§ **TASK DIRECTIONS**: Start at the first line of the material. Repeat each line exactly through the one containing "used by the", then stop.

━━ WORKING DATA ━━

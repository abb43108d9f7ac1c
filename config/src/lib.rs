//! # Config Crate
//!
//! Centralized configuration constants for the procedural geometry kernel.
//! Every tolerance, default tessellation count and sentinel value used by the
//! generators is defined here so that the kernel never scatters literals.
//!
//! ## Usage
//!
//! ```rust
//! use config::constants::{EPSILON, DEFAULT_TESSELLATION, MIN_TESSELLATION};
//!
//! // Use EPSILON for floating-point comparisons
//! let value: f32 = 1e-7;
//! assert!(value.abs() < EPSILON);
//!
//! // Tessellation defaults and minimums
//! assert!(DEFAULT_TESSELLATION >= MIN_TESSELLATION);
//! ```
//!
//! ## Design Principles
//!
//! - **Single Source of Truth**: All constants defined once, used everywhere
//! - **GPU-Friendly**: Values are `f32`, matching the vertex buffers
//! - **Well-Documented**: Every constant has clear documentation

pub mod constants;
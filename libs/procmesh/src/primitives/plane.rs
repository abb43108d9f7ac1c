//! # Plane Primitive
//!
//! A single quad in the XY plane facing +Z, optionally re-oriented onto a
//! source plane.

use crate::error::{GeometryError, GeometryResult};
use crate::vertex_data::{SideOptions, VertexData};
use glam::{Mat4, Quat, Vec2, Vec3};
use serde::{Deserialize, Serialize};

/// A plane equation `normal · p + d = 0`.
#[derive(Debug, Clone, Copy, PartialEq, Serialize, Deserialize)]
pub struct SourcePlane {
    /// Plane normal (need not be unit length)
    pub normal: Vec3,
    /// Plane offset
    pub d: f32,
}

/// Options for [`create_plane`].
#[derive(Debug, Clone, PartialEq, Serialize, Deserialize)]
#[serde(default)]
pub struct PlaneOptions {
    /// Extent along X (default 1)
    pub width: f32,
    /// Extent along Y (default 1)
    pub height: f32,
    /// Plane the quad should lie in, facing along its normal
    pub source_plane: Option<SourcePlane>,
    /// Side orientation
    pub sides: SideOptions,
}

impl Default for PlaneOptions {
    fn default() -> Self {
        Self {
            width: 1.0,
            height: 1.0,
            source_plane: None,
            sides: SideOptions::default(),
        }
    }
}

/// Creates a 4-vertex, 2-triangle quad centered on the origin.
///
/// With a source plane the quad is rotated so +Z maps onto the plane
/// normal and moved to the point of the plane closest to the origin.
///
/// # Errors
///
/// `InvalidParameter` if the source plane normal is zero.
pub fn create_plane(options: &PlaneOptions) -> GeometryResult<VertexData> {
    let half_width = options.width * 0.5;
    let half_height = options.height * 0.5;

    let mut data = VertexData::with_capacity(4, 2);
    let corners = [
        (Vec2::new(-half_width, -half_height), Vec2::new(0.0, 0.0)),
        (Vec2::new(half_width, -half_height), Vec2::new(1.0, 0.0)),
        (Vec2::new(half_width, half_height), Vec2::new(1.0, 1.0)),
        (Vec2::new(-half_width, half_height), Vec2::new(0.0, 1.0)),
    ];
    for (xy, uv) in corners {
        data.add_vertex(xy.extend(0.0), Vec3::Z, uv);
    }
    data.add_triangle(0, 1, 2);
    data.add_triangle(0, 2, 3);

    if let Some(plane) = options.source_plane {
        let length = plane.normal.length();
        let normal = plane.normal.try_normalize().ok_or_else(|| {
            GeometryError::invalid_parameter("source plane normal must not be zero")
        })?;
        let rotation = Quat::from_rotation_arc(Vec3::Z, normal);
        let origin = -normal * (plane.d / length);
        data.transform(&Mat4::from_rotation_translation(rotation, origin));
    }

    Ok(data.finish(&options.sides))
}

#[cfg(test)]
mod tests {
    use super::*;
    use approx::assert_relative_eq;

    #[test]
    fn test_plane_counts() {
        let plane = create_plane(&PlaneOptions::default()).unwrap();
        assert_eq!(plane.vertex_count(), 4);
        assert_eq!(plane.indices, vec![0, 1, 2, 0, 2, 3]);
    }

    #[test]
    fn test_plane_size() {
        let plane = create_plane(&PlaneOptions {
            width: 4.0,
            height: 2.0,
            ..Default::default()
        })
        .unwrap();
        let (min, max) = plane.bounding_box();
        assert_eq!(min, Vec3::new(-2.0, -1.0, 0.0));
        assert_eq!(max, Vec3::new(2.0, 1.0, 0.0));
    }

    #[test]
    fn test_plane_source_plane() {
        let plane = create_plane(&PlaneOptions {
            source_plane: Some(SourcePlane {
                normal: Vec3::new(0.0, 2.0, 0.0),
                d: -3.0,
            }),
            ..Default::default()
        })
        .unwrap();
        for i in 0..4 {
            assert_relative_eq!(plane.normal(i).y, 1.0, epsilon = 1e-5);
            assert_relative_eq!(plane.position(i).y, 1.5, epsilon = 1e-5);
        }
    }

    #[test]
    fn test_plane_zero_source_normal() {
        let result = create_plane(&PlaneOptions {
            source_plane: Some(SourcePlane {
                normal: Vec3::ZERO,
                d: 1.0,
            }),
            ..Default::default()
        });
        assert!(result.is_err());
    }
}
//! Ledger client facade.
//!
//! Wires the request gateway, the notification channel, the blockhash cache
//! and the confirmation coordinator together and exposes typed listeners
//! and the transaction submission flow.

use crate::adapters::{HttpTransport, WsConnector};
use crate::blockhash::{BlockhashCache, SigningPurpose};
use crate::confirmation::ConfirmationCoordinator;
use crate::domain::config::ClientConfig;
use crate::domain::subscription::{NotificationCallback, SubscriptionRequest};
use crate::domain::types::{
    BlockhashWithExpiry, ClientSubscriptionId, Commitment, ConfirmationOutcome,
    ConfirmationStrategy, LogsFilter, LogsNotification, RpcContext, RpcResponse, SendOptions,
    Signature, SignatureNotification, SignatureResult, SimulationResult, SlotInfo,
};
use crate::error::{ClientError, ClientResult};
use crate::gateway::RequestGateway;
use crate::metrics::{ClientMetrics, MetricsSnapshot};
use crate::ports::{PubsubConnector, RpcTransport, TransactionBuilder, TransactionSigner};
use crate::pubsub::{ConnectionLifecycle, SubscriptionRegistry, SubscriptionSnapshot};
use serde::de::DeserializeOwned;
use serde_json::Value;
use std::sync::atomic::{AtomicBool, Ordering};
use std::sync::Arc;
use std::time::Duration;
use tracing::{debug, info, warn};

/// Wrap a typed callback; undecodable notifications are logged and dropped.
fn typed<T, F>(notification: &'static str, callback: F) -> NotificationCallback
where
    T: DeserializeOwned,
    F: Fn(T) + Send + Sync + 'static,
{
    Arc::new(move |value: &Value| match serde_json::from_value::<T>(value.clone()) {
        Ok(decoded) => callback(decoded),
        Err(e) => warn!(
            notification = notification,
            error = %e,
            "Dropping undecodable notification"
        ),
    })
}

/// Split a `signatureNotification` result into its context and value.
fn decode_signature_notification(
    value: &Value,
) -> Result<(SignatureNotification, RpcContext), serde_json::Error> {
    let response: RpcResponse<Value> = serde_json::from_value(value.clone())?;
    let notification = match response.value {
        Value::String(ref marker) if marker == "receivedSignature" => {
            SignatureNotification::Received
        }
        other => SignatureNotification::Status(serde_json::from_value(other)?),
    };
    Ok((notification, response.context))
}

/// Client for one ledger node.
pub struct LedgerClient {
    config: ClientConfig,
    gateway: Arc<RequestGateway>,
    registry: SubscriptionRegistry,
    blockhash: BlockhashCache,
    confirmation: ConfirmationCoordinator,
    metrics: Arc<ClientMetrics>,
}

impl LedgerClient {
    /// Client over HTTP and WebSocket.
    ///
    /// Must be called inside a tokio runtime.
    pub fn new(config: ClientConfig) -> ClientResult<Self> {
        let transport = HttpTransport::new(&config.rpc)?;
        let connector = WsConnector::new(config.websocket_url()?);
        Self::with_transports(config, Arc::new(transport), Arc::new(connector))
    }

    /// Client over caller-supplied transports.
    pub fn with_transports(
        config: ClientConfig,
        transport: Arc<dyn RpcTransport>,
        connector: Arc<dyn PubsubConnector>,
    ) -> ClientResult<Self> {
        config.validate()?;
        let metrics = Arc::new(ClientMetrics::new());

        let gateway = Arc::new(RequestGateway::new(
            transport,
            &config.rpc,
            config.commitment,
            metrics.clone(),
        ));
        let (lifecycle, events) =
            ConnectionLifecycle::new(connector, config.pubsub.clone(), metrics.clone());
        let registry =
            SubscriptionRegistry::spawn(lifecycle, events, &config.pubsub, metrics.clone());
        let blockhash = BlockhashCache::new(gateway.clone(), config.blockhash.clone(), metrics.clone());
        let confirmation = ConfirmationCoordinator::new(
            gateway.clone(),
            registry.clone(),
            config.confirmation.clone(),
            config.commitment,
            metrics.clone(),
        );

        info!(
            endpoint = %config.rpc.endpoint,
            commitment = ?config.commitment,
            "Ledger client created"
        );
        Ok(Self {
            config,
            gateway,
            registry,
            blockhash,
            confirmation,
            metrics,
        })
    }

    /// Request/response queries.
    pub fn gateway(&self) -> &RequestGateway {
        &self.gateway
    }

    pub fn commitment(&self) -> Option<Commitment> {
        self.config.commitment
    }

    pub fn metrics(&self) -> MetricsSnapshot {
        self.metrics.snapshot()
    }

    /// Per-key subscription state.
    pub async fn subscriptions(&self) -> ClientResult<Vec<SubscriptionSnapshot>> {
        self.registry.snapshot().await
    }

    fn subscription_commitment(&self, commitment: Option<Commitment>) -> Commitment {
        Commitment::resolve(commitment, self.config.commitment)
    }

    pub fn on_account_change<F>(
        &self,
        address: &str,
        callback: F,
        commitment: Option<Commitment>,
    ) -> ClientResult<ClientSubscriptionId>
    where
        F: Fn(RpcResponse<Value>) + Send + Sync + 'static,
    {
        let request = SubscriptionRequest::account(address, self.subscription_commitment(commitment));
        self.registry
            .subscribe(request, typed("accountNotification", callback))
    }

    /// `filters` is passed through unchanged.
    pub fn on_program_account_change<F>(
        &self,
        program_id: &str,
        callback: F,
        commitment: Option<Commitment>,
        filters: Option<Value>,
    ) -> ClientResult<ClientSubscriptionId>
    where
        F: Fn(RpcResponse<Value>) + Send + Sync + 'static,
    {
        let request = SubscriptionRequest::program(
            program_id,
            self.subscription_commitment(commitment),
            filters,
        );
        self.registry
            .subscribe(request, typed("programNotification", callback))
    }

    pub fn on_logs<F>(
        &self,
        filter: &LogsFilter,
        callback: F,
        commitment: Option<Commitment>,
    ) -> ClientResult<ClientSubscriptionId>
    where
        F: Fn(RpcResponse<LogsNotification>) + Send + Sync + 'static,
    {
        let request = SubscriptionRequest::logs(filter, self.subscription_commitment(commitment));
        self.registry.subscribe(request, typed("logsNotification", callback))
    }

    pub fn on_slot_change<F>(&self, callback: F) -> ClientResult<ClientSubscriptionId>
    where
        F: Fn(SlotInfo) + Send + Sync + 'static,
    {
        self.registry
            .subscribe(SubscriptionRequest::slot(), typed("slotNotification", callback))
    }

    /// Slot update payloads are passed through undecoded.
    pub fn on_slot_update<F>(&self, callback: F) -> ClientResult<ClientSubscriptionId>
    where
        F: Fn(Value) + Send + Sync + 'static,
    {
        self.registry.subscribe(
            SubscriptionRequest::slots_updates(),
            typed("slotsUpdatesNotification", callback),
        )
    }

    pub fn on_root_change<F>(&self, callback: F) -> ClientResult<ClientSubscriptionId>
    where
        F: Fn(u64) + Send + Sync + 'static,
    {
        self.registry
            .subscribe(SubscriptionRequest::root(), typed("rootNotification", callback))
    }

    /// One-shot listener for the final status of `signature`.
    ///
    /// Fires at most once and removes itself afterwards.
    pub fn on_signature<F>(
        &self,
        signature: &str,
        callback: F,
        commitment: Option<Commitment>,
    ) -> ClientResult<ClientSubscriptionId>
    where
        F: Fn(SignatureResult, RpcContext) + Send + Sync + 'static,
    {
        self.on_signature_with_options(
            signature,
            move |notification, context| {
                if let SignatureNotification::Status(result) = notification {
                    callback(result, context);
                }
            },
            commitment,
            false,
        )
    }

    /// Like [`on_signature`](Self::on_signature), optionally also reporting
    /// when the node first receives the signature.
    pub fn on_signature_with_options<F>(
        &self,
        signature: &str,
        callback: F,
        commitment: Option<Commitment>,
        received_notification: bool,
    ) -> ClientResult<ClientSubscriptionId>
    where
        F: Fn(SignatureNotification, RpcContext) + Send + Sync + 'static,
    {
        let signature: Signature = signature.parse()?;
        let id = self.registry.allocate_id();
        let registry = self.registry.clone();
        let fired = AtomicBool::new(false);

        let wrapped: NotificationCallback = Arc::new(move |value: &Value| {
            let (notification, context) = match decode_signature_notification(value) {
                Ok(decoded) => decoded,
                Err(e) => {
                    warn!(error = %e, "Dropping undecodable signature notification");
                    return;
                }
            };
            match notification {
                SignatureNotification::Received => callback(notification, context),
                SignatureNotification::Status(_) => {
                    if fired.swap(true, Ordering::SeqCst) {
                        return;
                    }
                    callback(notification, context);
                    let _ = registry.unsubscribe(id);
                }
            }
        });

        let request = SubscriptionRequest::signature(
            signature.as_str(),
            self.subscription_commitment(commitment),
            received_notification,
        );
        self.registry.subscribe_with_id(id, request, wrapped)?;
        Ok(id)
    }

    /// Remove a listener. Removing an unknown or already removed handle is a no-op.
    pub fn remove_listener(&self, id: ClientSubscriptionId) -> ClientResult<()> {
        self.registry.unsubscribe(id)
    }

    /// Sign with a blockhash not yet used for this signature, then submit.
    pub async fn send_transaction(
        &self,
        builder: &dyn TransactionBuilder,
        signers: &[Arc<dyn TransactionSigner>],
        options: &SendOptions,
    ) -> ClientResult<Signature> {
        let (signature, _) = self.sign_and_send(builder, signers, options).await?;
        Ok(signature)
    }

    async fn sign_and_send(
        &self,
        builder: &dyn TransactionBuilder,
        signers: &[Arc<dyn TransactionSigner>],
        options: &SendOptions,
    ) -> ClientResult<(Signature, BlockhashWithExpiry)> {
        let (signed, blockhash) = self
            .blockhash
            .sign_unique(builder, signers, SigningPurpose::Send)
            .await?;
        let signature = self
            .gateway
            .send_encoded_transaction(&signed.payload, options)
            .await?;
        debug!(
            signature = %signature,
            blockhash = %blockhash.blockhash,
            "Transaction submitted"
        );
        Ok((signature, blockhash))
    }

    /// Sign against the cached blockhash and simulate.
    pub async fn simulate_transaction(
        &self,
        builder: &dyn TransactionBuilder,
        signers: &[Arc<dyn TransactionSigner>],
        commitment: Option<Commitment>,
    ) -> ClientResult<RpcResponse<SimulationResult>> {
        let (signed, _) = self
            .blockhash
            .sign_unique(builder, signers, SigningPurpose::Simulate)
            .await?;
        self.gateway
            .simulate_encoded_transaction(&signed.payload, commitment)
            .await
            .map_err(|e| match e {
                ClientError::Rpc(err) => ClientError::SendTransaction {
                    logs: err.logs(),
                    message: err.message,
                },
                other => other,
            })
    }

    /// Submit, then wait until the transaction reaches `commitment` or its
    /// blockhash expires.
    pub async fn send_and_confirm_transaction(
        &self,
        builder: &dyn TransactionBuilder,
        signers: &[Arc<dyn TransactionSigner>],
        options: &SendOptions,
        commitment: Option<Commitment>,
    ) -> ClientResult<Signature> {
        let (signature, blockhash) = self.sign_and_send(builder, signers, options).await?;

        let strategy = ConfirmationStrategy::BlockHeight {
            signature: signature.to_string(),
            blockhash: blockhash.blockhash,
            last_valid_block_height: blockhash.last_valid_block_height,
        };
        let status = self.confirm_transaction(&strategy, commitment).await?;
        if let Some(err) = status.value.err {
            return Err(ClientError::TransactionFailed {
                signature: signature.to_string(),
                err: err.to_string(),
            });
        }
        Ok(signature)
    }

    /// Wait for a signature, surfacing expiry and timeout as errors.
    ///
    /// A transaction that executed with an error still confirms; its error
    /// is in the returned value.
    pub async fn confirm_transaction(
        &self,
        strategy: &ConfirmationStrategy,
        commitment: Option<Commitment>,
    ) -> ClientResult<RpcResponse<SignatureResult>> {
        match self.confirmation.confirm(strategy, commitment).await? {
            ConfirmationOutcome::Confirmed { context, result } => Ok(RpcResponse {
                context,
                value: result,
            }),
            ConfirmationOutcome::Expired => Err(ClientError::ConfirmationExpired {
                signature: strategy.raw_signature().to_string(),
            }),
            ConfirmationOutcome::TimedOut { elapsed_ms } => Err(ClientError::ConfirmationTimeout {
                signature: strategy.raw_signature().to_string(),
                elapsed: Duration::from_millis(elapsed_ms),
            }),
        }
    }

    /// Raw confirmation outcome without error mapping.
    pub async fn confirm(
        &self,
        strategy: &ConfirmationStrategy,
        commitment: Option<Commitment>,
    ) -> ClientResult<ConfirmationOutcome> {
        self.confirmation.confirm(strategy, commitment).await
    }

    /// Stop the registry and close the notification channel.
    pub fn shutdown(&self) {
        info!("Shutting down ledger client");
        self.registry.shutdown();
    }
}

impl Drop for LedgerClient {
    fn drop(&mut self) {
        self.registry.shutdown();
    }
}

━━━

§ **RESULT**:
repository abb43108d9f7ac1c
filename config/src/lib.rs
//! # Config Crate
//!
//! Centralized configuration constants for the procedural geometry kernel.
//! Every tolerance, default tessellation count and sentinel value used by the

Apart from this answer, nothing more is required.